··· SUPPLIED INFORMATION

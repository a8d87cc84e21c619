//! Regeneration Context - Errors

use thiserror::Error;
use uuid::Uuid;

#[derive(Debug, Error, PartialEq, Eq)]
pub enum RegenerationError {
    #[error("Actor {actor_id} does not own this result")]
    Permission { actor_id: u64 },

    #[error("Regeneration already in progress: {0}")]
    AlreadyInProgress(Uuid),
}
//! HTTP Layer - 触发接口
//!
//! 生成 / 重新生成 / 移除 / 转换，均由外部聊天网关调用

pub mod dto;
pub mod error;
pub mod handlers;
pub mod middleware;
pub mod routes;
pub mod server;
pub mod state;

pub use error::ApiError;
pub use routes::create_routes;
pub use server::{HttpServer, ServerConfig};
pub use state::AppState;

······

PROBLEM TO WORK ON: Pick out all lines from the data above in which the word "state" appears.

REPLY:
pub mod state;
pub use state::AppState;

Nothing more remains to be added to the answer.